--- Data shown Enclosed Below ---

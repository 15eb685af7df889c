// crates/eshop-core/src/seed/properties.rs

//! Seed data configuration, read from TOML.

use std::borrow::Cow;
use std::collections::{BTreeMap, HashSet};
use std::path::Path;

use rust_decimal::Decimal;
use serde::Deserialize;
use validator::{Validate, ValidateEmail, ValidationError};

use super::model::CategoryNode;
use crate::error::{Result, SeedError};

const BUILTIN_SEED_FILE: &str = include_str!("../../seed-data/seed.toml");

#[derive(Debug, Clone, Deserialize, Validate)]
#[serde(default)]
pub struct SeedProperties {
    /// When false, existing users are kept and loaded instead of re-created.
    pub users_enabled: bool,
    /// Plain-text passwords keyed by lower-case username.
    pub passwords: BTreeMap<String, String>,
    #[validate(nested)]
    pub users: Vec<UserSeed>,
    #[validate(nested)]
    pub categories: Vec<CategorySeed>,
    #[validate(nested)]
    pub brands: Vec<BrandSeed>,
    #[validate(nested)]
    pub tags: Vec<TagSeed>,
    #[validate(nested)]
    pub shops: Vec<ShopSeed>,
    #[validate(nested)]
    pub products: Vec<ProductSeed>,
}

impl Default for SeedProperties {
    fn default() -> Self {
        Self {
            users_enabled: true,
            passwords: BTreeMap::new(),
            users: Vec::new(),
            categories: Vec::new(),
            brands: Vec::new(),
            tags: Vec::new(),
            shops: Vec::new(),
            products: Vec::new(),
        }
    }
}

#[derive(Debug, Clone, Deserialize, Validate)]
pub struct UserSeed {
    #[validate(
        length(max = 100, message = "username is too long"),
        custom(function = "not_blank")
    )]
    pub username: String,
    #[validate(custom(function = "email_if_present"))]
    pub email: Option<String>,
    pub password: Option<String>,
    pub first_name: Option<String>,
    pub last_name: Option<String>,
    pub phone: Option<String>,
    pub address: Option<String>,
    pub role: Option<String>,
    pub seller_type: Option<String>,
}

#[derive(Debug, Clone, Deserialize, Validate)]
pub struct CategorySeed {
    #[validate(
        length(min = 2, max = 100, message = "category name must be 2-100 characters"),
        custom(function = "not_blank")
    )]
    pub name: String,
    pub description: Option<String>,
    pub image_url: Option<String>,
    #[serde(default)]
    #[validate(nested)]
    pub children: Vec<CategorySeed>,
}

#[derive(Debug, Clone, Deserialize, Validate)]
pub struct BrandSeed {
    #[validate(length(max = 255), custom(function = "not_blank"))]
    pub name: String,
    pub description: Option<String>,
    pub logo_url: Option<String>,
}

#[derive(Debug, Clone, Deserialize, Validate)]
pub struct TagSeed {
    #[validate(length(max = 255), custom(function = "not_blank"))]
    pub name: String,
}

#[derive(Debug, Clone, Deserialize, Validate)]
pub struct ShopSeed {
    #[validate(length(max = 255), custom(function = "not_blank"))]
    pub shop_name: String,
    pub seller_username: Option<String>,
    pub description: Option<String>,
    pub address: Option<String>,
    pub phone: Option<String>,
    #[validate(custom(function = "email_if_present"))]
    pub email: Option<String>,
    pub logo_url: Option<String>,
    pub seller_type: Option<String>,
}

#[derive(Debug, Clone, Deserialize, Validate)]
#[validate(schema(function = "discount_not_above_price"))]
pub struct ProductSeed {
    #[validate(length(max = 255), custom(function = "not_blank"))]
    pub name: String,
    pub description: Option<String>,
    pub sku: Option<String>,
    #[validate(custom(function = "non_negative"))]
    pub price: Decimal,
    #[validate(custom(function = "non_negative"))]
    pub discount_price: Option<Decimal>,
    #[validate(range(min = 0))]
    pub stock_quantity: Option<i32>,
    #[validate(custom(function = "not_blank"))]
    pub category_name: String,
    pub brand_name: Option<String>,
    #[validate(custom(function = "not_blank"))]
    pub shop_name: String,
    #[serde(default)]
    pub tags: Vec<String>,
    #[serde(default)]
    pub featured: bool,
    #[serde(default = "default_true")]
    pub active: bool,
}

fn default_true() -> bool {
    true
}

fn not_blank(value: &str) -> std::result::Result<(), ValidationError> {
    if value.trim().is_empty() {
        return Err(ValidationError::new("blank").with_message(Cow::from("must not be blank")));
    }
    Ok(())
}

fn email_if_present(value: &str) -> std::result::Result<(), ValidationError> {
    if value.trim().is_empty() || value.validate_email() {
        Ok(())
    } else {
        Err(ValidationError::new("email").with_message(Cow::from("must be a valid email address")))
    }
}

fn non_negative(value: &Decimal) -> std::result::Result<(), ValidationError> {
    if value.is_sign_negative() && !value.is_zero() {
        return Err(ValidationError::new("negative").with_message(Cow::from("must not be negative")));
    }
    Ok(())
}

fn discount_not_above_price(product: &ProductSeed) -> std::result::Result<(), ValidationError> {
    match product.discount_price {
        Some(discount) if discount > product.price => Err(ValidationError::new("discount")
            .with_message(Cow::from("discount price must not exceed price"))),
        _ => Ok(()),
    }
}

impl SeedProperties {
    pub fn from_toml_str(content: &str) -> Result<Self> {
        toml::from_str(content)
            .map_err(|e| SeedError::Configuration(format!("failed to parse seed properties: {e}")))
    }

    pub fn from_path(path: &Path) -> Result<Self> {
        let content = std::fs::read_to_string(path).map_err(|e| {
            SeedError::Configuration(format!(
                "failed to read seed properties at '{}': {e}",
                path.display()
            ))
        })?;
        Self::from_toml_str(&content)
    }

    /// The seed file bundled with the crate.
    pub fn builtin() -> Result<Self> {
        Self::from_toml_str(BUILTIN_SEED_FILE)
    }

    /// Loads `path` when given, the bundled file otherwise.
    pub fn load(path: Option<&Path>) -> Result<Self> {
        match path {
            Some(path) => Self::from_path(path),
            None => Self::builtin(),
        }
    }

    /// Every category name configured, at any level of nesting.
    pub fn category_names(&self) -> HashSet<&str> {
        let mut names = HashSet::new();
        let mut stack: Vec<&CategorySeed> = self.categories.iter().collect();
        while let Some(category) = stack.pop() {
            names.insert(category.name.as_str());
            stack.extend(category.children.iter());
        }
        names
    }

    pub fn category_nodes(&self) -> Vec<CategoryNode> {
        self.categories.iter().map(CategorySeed::to_node).collect()
    }
}

impl CategorySeed {
    /// Names are checked by the validators, not here.
    pub fn to_node(&self) -> CategoryNode {
        let children = self.children.iter().map(CategorySeed::to_node).collect();
        CategoryNode::of(self.name.clone(), children)
            .with_details(self.description.clone(), self.image_url.clone())
    }
}

#[cfg(test)]
mod tests {
    use super::*;

    #[test]
    fn builtin_seed_file_parses_and_validates() {
        let properties = SeedProperties::builtin().expect("bundled seed file");
        assert!(properties.users_enabled);
        assert!(!properties.users.is_empty());
        assert!(properties.validate().is_ok());
    }

    #[test]
    fn nested_categories_are_read_as_a_tree() {
        let properties = SeedProperties::from_toml_str(
            r#"
            [[categories]]
            name = "Electronics"

            [[categories.children]]
            name = "Mobiles"

            [[categories.children]]
            name = "Laptops"
            "#,
        )
        .expect("parse");

        let nodes = properties.category_nodes();
        assert_eq!(nodes.len(), 1);
        assert_eq!(nodes[0].total_node_count(), 3);
        assert!(properties.category_names().contains("Laptops"));
    }

    #[test]
    fn field_rules_reject_blank_username_and_bad_email() {
        let properties = SeedProperties::from_toml_str(
            r#"
            [[users]]
            username = "  "
            email = "not-an-email"
            "#,
        )
        .expect("parse");

        let errors = properties.validate().expect_err("invalid users");
        let message = errors.to_string();
        assert!(message.contains("username"));
        assert!(message.contains("email"));
    }

    #[test]
    fn blank_email_is_allowed() {
        let properties = SeedProperties::from_toml_str(
            r#"
            [[users]]
            username = "customer1"
            email = ""
            "#,
        )
        .expect("parse");
        assert!(properties.validate().is_ok());
    }

    #[test]
    fn discount_above_price_is_rejected() {
        let properties = SeedProperties::from_toml_str(
            r#"
            [[products]]
            name = "Nike Air Max"
            price = "120.00"
            discount_price = "150.00"
            category_name = "Sports Shoes"
            shop_name = "Tech Retail Store"
            "#,
        )
        .expect("parse");
        assert!(properties.validate().is_err());
    }
}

--- End of Enclosed Data shown ---

▸ **Work order**:
Find every line in the records that has the word "ProductSeed". Copy those lines.

▸ **Your response**:
    pub products: Vec<ProductSeed>,
pub struct ProductSeed {
fn discount_not_above_price(product: &ProductSeed) -> std::result::Result<(), ValidationError> {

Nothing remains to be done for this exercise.